| Records shown |
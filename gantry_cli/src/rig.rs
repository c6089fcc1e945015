//! Rig assembly: map the TOML config onto a `Gantry` (simulated devices by
//! default, rppal drivers behind the `hardware` feature) plus the links the
//! command session runs over.

use std::sync::Arc;
use std::sync::atomic::{AtomicBool, Ordering};
use std::time::Duration;

use eyre::{Result, WrapErr};
use gantry_config::Config;
use gantry_core::channel::{EncoderChannel, HeightChannel, HeightScale};
use gantry_core::config::{DualAxisCfg, GripperTiming, SafetyCfg, VerticalCfg};
use gantry_core::orchestrator::Gantry;
use gantry_core::sampler::PoseSampler;
use gantry_traits::clock::MonotonicClock;

/// Simulated plant gains: ticks (or height units) of travel per sampler pass
/// at full duty. Sized so no phase can jump across its tolerance band in a
/// single pass.
const SIM_X_GAIN: f32 = 30.0;
const SIM_Y_GAIN: f32 = 20.0;
const SIM_HEIGHT_GAIN: f32 = 0.02;

/// Merge the `[safety]` move cap into the per-axis configs, which carry the
/// watchdog at run time.
fn axis_cfgs(cfg: &Config) -> (DualAxisCfg, gantry_core::config::AxisCfg, VerticalCfg) {
    let mut x: DualAxisCfg = (&cfg.x_axis).into();
    let mut y: gantry_core::config::AxisCfg = (&cfg.y_axis).into();
    let mut z: VerticalCfg = (&cfg.vertical).into();
    x.axis.max_move_ms = cfg.safety.max_move_ms;
    y.max_move_ms = cfg.safety.max_move_ms;
    z.max_move_ms = cfg.safety.max_move_ms;
    (x, y, z)
}

/// Build a fully simulated gantry. The halt flag is polled before every
/// controller step; Ctrl-C sets it.
pub fn sim_gantry(cfg: &Config, scale: HeightScale, halt: Arc<AtomicBool>) -> Result<Gantry> {
    let (x_cfg, y_cfg, z_cfg) = axis_cfgs(cfg);
    let ch = &cfg.channels;
    // A reversed channel models a mirrored mounting: its counter runs
    // backward under positive drive and the decode mirrors it back.
    let mounted = |rev: bool, gain: f32| if rev { -gain } else { gain };
    let (x1_motor, x1_enc) = gantry_hardware::sim_axis(mounted(ch.x1_reversed, SIM_X_GAIN));
    let (x2_motor, x2_enc) = gantry_hardware::sim_axis(mounted(ch.x2_reversed, SIM_X_GAIN));
    let (y_motor, y_enc) = gantry_hardware::sim_axis(mounted(ch.y_reversed, SIM_Y_GAIN));
    let (z_motor, z_sensor) = gantry_hardware::sim_vertical(z_cfg.up_height, SIM_HEIGHT_GAIN);
    let sampler = PoseSampler::spawn(
        EncoderChannel::new(x1_enc, ch.x1_reversed, ch.overflow_limit),
        EncoderChannel::new(x2_enc, ch.x2_reversed, ch.overflow_limit),
        EncoderChannel::new(y_enc, ch.y_reversed, ch.overflow_limit),
        HeightChannel::new(z_sensor, scale),
        Duration::from_millis(cfg.sampler.period_ms),
        Duration::from_millis(cfg.timeouts.sample_ms),
        Arc::new(MonotonicClock::new()),
    );

    tracing::info!("simulated rig assembled");
    Gantry::builder()
        .with_x_motors(x1_motor, x2_motor)
        .with_y_motor(y_motor)
        .with_z_motor(z_motor)
        .with_gripper(gantry_hardware::SimGripper::default())
        .with_sampler(sampler)
        .with_x_cfg(x_cfg)
        .with_y_cfg(y_cfg)
        .with_vertical_cfg(z_cfg)
        .with_geometry((&cfg.geometry).into())
        .with_gripper_timing(GripperTiming::from(&cfg.gripper))
        .with_safety(SafetyCfg::from(&cfg.safety))
        .with_halt_check(move || halt.load(Ordering::Relaxed))
        .try_build()
        .wrap_err("assembling simulated gantry")
}

/// Build the real rig: I2C encoder chain, SPI height ADC, GPIO H-bridges,
/// servo gripper.
#[cfg(feature = "hardware")]
pub fn hardware_gantry(cfg: &Config, scale: HeightScale, halt: Arc<AtomicBool>) -> Result<Gantry> {
    use gantry_hardware::encoder_bus::{self, BusEncoder};
    use gantry_hardware::hbridge::{AdcHeightSensor, HBridgeMotor, ServoGripper};
    use rppal::gpio::Gpio;
    use rppal::i2c::I2c;
    use rppal::spi::{Bus, Mode, SlaveSelect, Spi};
    use std::sync::Mutex;

    let (x_cfg, y_cfg, z_cfg) = axis_cfgs(cfg);
    let ch = &cfg.channels;

    let bus: encoder_bus::SharedBus =
        Arc::new(Mutex::new(I2c::new().wrap_err("open I2C bus")?));
    encoder_bus::broadcast_reset(&bus).wrap_err("encoder chain broadcast reset")?;
    let x1 = BusEncoder::init(bus.clone(), ch.x1_address, false).wrap_err("init x1 encoder")?;
    let x2 = BusEncoder::init(bus.clone(), ch.x2_address, false).wrap_err("init x2 encoder")?;
    let y = BusEncoder::init(bus.clone(), ch.y_address, ch.y_terminates_chain)
        .wrap_err("init y encoder")?;

    let spi = Spi::new(Bus::Spi0, SlaveSelect::Ss0, 1_000_000, Mode::Mode0)
        .wrap_err("open SPI for height ADC")?;
    let height = AdcHeightSensor::new(spi, ch.height_adc_channel);

    let gpio = Gpio::new().wrap_err("open GPIO")?;
    let pins = &cfg.pins;
    let motor = |fwd: u8, rev: u8| -> Result<HBridgeMotor> {
        Ok(HBridgeMotor::new(
            gpio.get(fwd).wrap_err("claim forward pin")?.into_output(),
            gpio.get(rev).wrap_err("claim reverse pin")?.into_output(),
        ))
    };
    let x1_motor = motor(pins.x1_forward, pins.x1_reverse)?;
    let x2_motor = motor(pins.x2_forward, pins.x2_reverse)?;
    let y_motor = motor(pins.y_forward, pins.y_reverse)?;
    let z_motor = motor(pins.z_forward, pins.z_reverse)?;
    let gripper = ServoGripper::new(
        gpio.get(pins.gripper).wrap_err("claim gripper pin")?.into_output(),
        f64::from(cfg.gripper.open_fraction),
        f64::from(cfg.gripper.closed_fraction),
    );

    let sampler = PoseSampler::spawn(
        EncoderChannel::new(x1, ch.x1_reversed, ch.overflow_limit),
        EncoderChannel::new(x2, ch.x2_reversed, ch.overflow_limit),
        EncoderChannel::new(y, ch.y_reversed, ch.overflow_limit),
        HeightChannel::new(height, scale),
        Duration::from_millis(cfg.sampler.period_ms),
        Duration::from_millis(cfg.timeouts.sample_ms),
        Arc::new(MonotonicClock::new()),
    );

    tracing::info!("hardware rig assembled");
    Gantry::builder()
        .with_x_motors(x1_motor, x2_motor)
        .with_y_motor(y_motor)
        .with_z_motor(z_motor)
        .with_gripper(gripper)
        .with_sampler(sampler)
        .with_x_cfg(x_cfg)
        .with_y_cfg(y_cfg)
        .with_vertical_cfg(z_cfg)
        .with_geometry((&cfg.geometry).into())
        .with_gripper_timing(GripperTiming::from(&cfg.gripper))
        .with_safety(SafetyCfg::from(&cfg.safety))
        .with_halt_check(move || halt.load(Ordering::Relaxed))
        .try_build()
        .wrap_err("assembling hardware gantry")
}

/// Feature-dispatching entry point used by the subcommands.
pub fn build_gantry(cfg: &Config, scale: HeightScale, halt: Arc<AtomicBool>) -> Result<Gantry> {
    #[cfg(feature = "hardware")]
    {
        return hardware_gantry(cfg, scale, halt);
    }
    #[cfg(not(feature = "hardware"))]
    sim_gantry(cfg, scale, halt)
}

| Problem details |
Go line by line through the data above and report each one that holds the string "HBridgeMotor".

| Response to the exercise |
    use gantry_hardware::hbridge::{AdcHeightSensor, HBridgeMotor, ServoGripper};
    let motor = |fwd: u8, rev: u8| -> Result<HBridgeMotor> {
        Ok(HBridgeMotor::new(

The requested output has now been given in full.